Prompt »
Print every line below. Match each one exactly.

(Stored data entries)
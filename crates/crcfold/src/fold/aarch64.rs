//! aarch64 lanes: NEON with PMULL, and PMULL with SHA3 `EOR3`.
//!
//! # Safety
//!
//! Uses `unsafe` for NEON intrinsics. The safe wrappers are only reachable
//! through kernel selection, which checks
//! [`PMULL_READY`](platform::caps::aarch64::PMULL_READY) or
//! [`PMULL_EOR3_READY`](platform::caps::aarch64::PMULL_EOR3_READY) first.

#![allow(unsafe_code)]
#![allow(unsafe_op_in_unsafe_fn)]

use core::arch::aarch64::*;

use super::Lane;
use crate::constants::KeyPair;

/// 128-bit lane on NEON + PMULL.
#[derive(Clone, Copy)]
pub(crate) struct Pmull(uint8x16_t);

/// [`Pmull`] with `EOR3` for the fold's three-way XOR.
#[derive(Clone, Copy)]
pub(crate) struct PmullEor3(uint8x16_t);

/// 64x64 polynomial multiply of lane `A` of `a` by lane `B` of `b`.
#[inline(always)]
unsafe fn pmull<const A: i32, const B: i32>(a: uint8x16_t, b: uint8x16_t) -> uint8x16_t {
  let x = vgetq_lane_u64::<A>(vreinterpretq_u64_u8(a));
  let y = vgetq_lane_u64::<B>(vreinterpretq_u64_u8(b));
  vreinterpretq_u8_p128(vmull_p64(x, y))
}

/// Every `Lane` method except `xor3`, shared by both aarch64 lanes.
macro_rules! neon_lane_ops {
  () => {
    #[inline(always)]
    unsafe fn zero() -> Self {
      Self(vdupq_n_u8(0))
    }

    #[inline(always)]
    unsafe fn load(bytes: &[u8; 16]) -> Self {
      Self(vld1q_u8(bytes.as_ptr()))
    }

    #[inline(always)]
    unsafe fn from_pair(pair: KeyPair) -> Self {
      Self(vreinterpretq_u8_u64(vcombine_u64(vcreate_u64(pair.lo), vcreate_u64(pair.hi))))
    }

    #[inline(always)]
    unsafe fn from_u32(v: u32) -> Self {
      Self(vreinterpretq_u8_u32(vsetq_lane_u32::<0>(v, vdupq_n_u32(0))))
    }

    #[inline(always)]
    unsafe fn xor(self, other: Self) -> Self {
      Self(veorq_u8(self.0, other.0))
    }

    #[inline(always)]
    unsafe fn and(self, other: Self) -> Self {
      Self(vandq_u8(self.0, other.0))
    }

    #[inline(always)]
    unsafe fn or(self, other: Self) -> Self {
      Self(vorrq_u8(self.0, other.0))
    }

    #[inline(always)]
    unsafe fn clmul_00(self, k: Self) -> Self {
      Self(pmull::<0, 0>(self.0, k.0))
    }

    #[inline(always)]
    unsafe fn clmul_01(self, k: Self) -> Self {
      Self(pmull::<1, 0>(self.0, k.0))
    }

    #[inline(always)]
    unsafe fn clmul_10(self, k: Self) -> Self {
      Self(pmull::<0, 1>(self.0, k.0))
    }

    #[inline(always)]
    unsafe fn clmul_11(self, k: Self) -> Self {
      Self(pmull::<1, 1>(self.0, k.0))
    }

    // `tbl` yields zero for indices >= 16, which covers bit 7.
    #[inline(always)]
    unsafe fn shuffle(self, selector: Self) -> Self {
      Self(vqtbl1q_u8(self.0, selector.0))
    }

    #[inline(always)]
    unsafe fn shr8(self) -> Self {
      Self(vextq_u8::<8>(self.0, vdupq_n_u8(0)))
    }

    #[inline(always)]
    unsafe fn shl4(self) -> Self {
      Self(vextq_u8::<12>(vdupq_n_u8(0), self.0))
    }

    #[inline(always)]
    unsafe fn low_u32(self) -> u32 {
      vgetq_lane_u32::<0>(vreinterpretq_u32_u8(self.0))
    }

    #[inline(always)]
    unsafe fn word2(self) -> u32 {
      vgetq_lane_u32::<2>(vreinterpretq_u32_u8(self.0))
    }
  };
}

impl Lane for Pmull {
  neon_lane_ops!();
}

impl Lane for PmullEor3 {
  neon_lane_ops!();

  #[inline(always)]
  unsafe fn xor3(self, b: Self, c: Self) -> Self {
    Self(veor3q_u8(self.0, b.0, c.0))
  }
}

// ─────────────────────────────────────────────────────────────────────────────
// Entry points
// ─────────────────────────────────────────────────────────────────────────────

#[target_feature(enable = "neon,aes")]
unsafe fn crc32_pmull_impl(crc: u32, data: &[u8]) -> u32 {
  super::update::<Pmull>(crc, data)
}

#[target_feature(enable = "neon,aes,sha3")]
unsafe fn crc32_pmull_eor3_impl(crc: u32, data: &[u8]) -> u32 {
  super::update::<PmullEor3>(crc, data)
}

/// CRC-32 folding with NEON + PMULL.
#[inline]
pub(crate) fn crc32_pmull(crc: u32, data: &[u8]) -> u32 {
  // SAFETY: only installed when caps carry PMULL_READY.
  unsafe { crc32_pmull_impl(crc, data) }
}

/// CRC-32 folding with PMULL and SHA3 `EOR3`.
#[inline]
pub(crate) fn crc32_pmull_eor3(crc: u32, data: &[u8]) -> u32 {
  // SAFETY: only installed when caps carry PMULL_EOR3_READY.
  unsafe { crc32_pmull_eor3_impl(crc, data) }
}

Written solution »
filename crates/crcfold/src/fold/aarch64.rs
//! aarch64 lanes: NEON with PMULL, and PMULL with SHA3 `EOR3`.
//!
//! # Safety
//!
//! Uses `unsafe` for NEON intrinsics. The safe wrappers are only reachable
//! through kernel selection, which checks
//! [`PMULL_READY`](platform::caps::aarch64::PMULL_READY) or
//! [`PMULL_EOR3_READY`](platform::caps::aarch64::PMULL_EOR3_READY) first.

#![allow(unsafe_code)]
#![allow(unsafe_op_in_unsafe_fn)]

use core::arch::aarch64::*;

use super::Lane;
use crate::constants::KeyPair;

/// 128-bit lane on NEON + PMULL.
#[derive(Clone, Copy)]
pub(crate) struct Pmull(uint8x16_t);

/// [`Pmull`] with `EOR3` for the fold's three-way XOR.
#[derive(Clone, Copy)]
pub(crate) struct PmullEor3(uint8x16_t);

/// 64x64 polynomial multiply of lane `A` of `a` by lane `B` of `b`.
#[inline(always)]
unsafe fn pmull<const A: i32, const B: i32>(a: uint8x16_t, b: uint8x16_t) -> uint8x16_t {
  let x = vgetq_lane_u64::<A>(vreinterpretq_u64_u8(a));
  let y = vgetq_lane_u64::<B>(vreinterpretq_u64_u8(b));
  vreinterpretq_u8_p128(vmull_p64(x, y))
}

/// Every `Lane` method except `xor3`, shared by both aarch64 lanes.
macro_rules! neon_lane_ops {
  () => {
    #[inline(always)]
    unsafe fn zero() -> Self {
      Self(vdupq_n_u8(0))
    }

    #[inline(always)]
    unsafe fn load(bytes: &[u8; 16]) -> Self {
      Self(vld1q_u8(bytes.as_ptr()))
    }

    #[inline(always)]
    unsafe fn from_pair(pair: KeyPair) -> Self {
      Self(vreinterpretq_u8_u64(vcombine_u64(vcreate_u64(pair.lo), vcreate_u64(pair.hi))))
    }

    #[inline(always)]
    unsafe fn from_u32(v: u32) -> Self {
      Self(vreinterpretq_u8_u32(vsetq_lane_u32::<0>(v, vdupq_n_u32(0))))
    }

    #[inline(always)]
    unsafe fn xor(self, other: Self) -> Self {
      Self(veorq_u8(self.0, other.0))
    }

    #[inline(always)]
    unsafe fn and(self, other: Self) -> Self {
      Self(vandq_u8(self.0, other.0))
    }

    #[inline(always)]
    unsafe fn or(self, other: Self) -> Self {
      Self(vorrq_u8(self.0, other.0))
    }

    #[inline(always)]
    unsafe fn clmul_00(self, k: Self) -> Self {
      Self(pmull::<0, 0>(self.0, k.0))
    }

    #[inline(always)]
    unsafe fn clmul_01(self, k: Self) -> Self {
      Self(pmull::<1, 0>(self.0, k.0))
    }

    #[inline(always)]
    unsafe fn clmul_10(self, k: Self) -> Self {
      Self(pmull::<0, 1>(self.0, k.0))
    }

    #[inline(always)]
    unsafe fn clmul_11(self, k: Self) -> Self {
      Self(pmull::<1, 1>(self.0, k.0))
    }

    // `tbl` yields zero for indices >= 16, which covers bit 7.
    #[inline(always)]
    unsafe fn shuffle(self, selector: Self) -> Self {
      Self(vqtbl1q_u8(self.0, selector.0))
    }

    #[inline(always)]
    unsafe fn shr8(self) -> Self {
      Self(vextq_u8::<8>(self.0, vdupq_n_u8(0)))
    }

    #[inline(always)]
    unsafe fn shl4(self) -> Self {
      Self(vextq_u8::<12>(vdupq_n_u8(0), self.0))
    }

    #[inline(always)]
    unsafe fn low_u32(self) -> u32 {
      vgetq_lane_u32::<0>(vreinterpretq_u32_u8(self.0))
    }

    #[inline(always)]
    unsafe fn word2(self) -> u32 {
      vgetq_lane_u32::<2>(vreinterpretq_u32_u8(self.0))
    }
  };
}

impl Lane for Pmull {
  neon_lane_ops!();
}

impl Lane for PmullEor3 {
  neon_lane_ops!();

  #[inline(always)]
  unsafe fn xor3(self, b: Self, c: Self) -> Self {
    Self(veor3q_u8(self.0, b.0, c.0))
  }
}

// ─────────────────────────────────────────────────────────────────────────────
// Entry points
// ─────────────────────────────────────────────────────────────────────────────

#[target_feature(enable = "neon,aes")]
unsafe fn crc32_pmull_impl(crc: u32, data: &[u8]) -> u32 {
  super::update::<Pmull>(crc, data)
}

#[target_feature(enable = "neon,aes,sha3")]
unsafe fn crc32_pmull_eor3_impl(crc: u32, data: &[u8]) -> u32 {
  super::update::<PmullEor3>(crc, data)
}

/// CRC-32 folding with NEON + PMULL.
#[inline]
pub(crate) fn crc32_pmull(crc: u32, data: &[u8]) -> u32 {
  // SAFETY: only installed when caps carry PMULL_READY.
  unsafe { crc32_pmull_impl(crc, data) }
}

/// CRC-32 folding with PMULL and SHA3 `EOR3`.
#[inline]
pub(crate) fn crc32_pmull_eor3(crc: u32, data: &[u8]) -> u32 {
  // SAFETY: only installed when caps carry PMULL_EOR3_READY.
  unsafe { crc32_pmull_eor3_impl(crc, data) }
}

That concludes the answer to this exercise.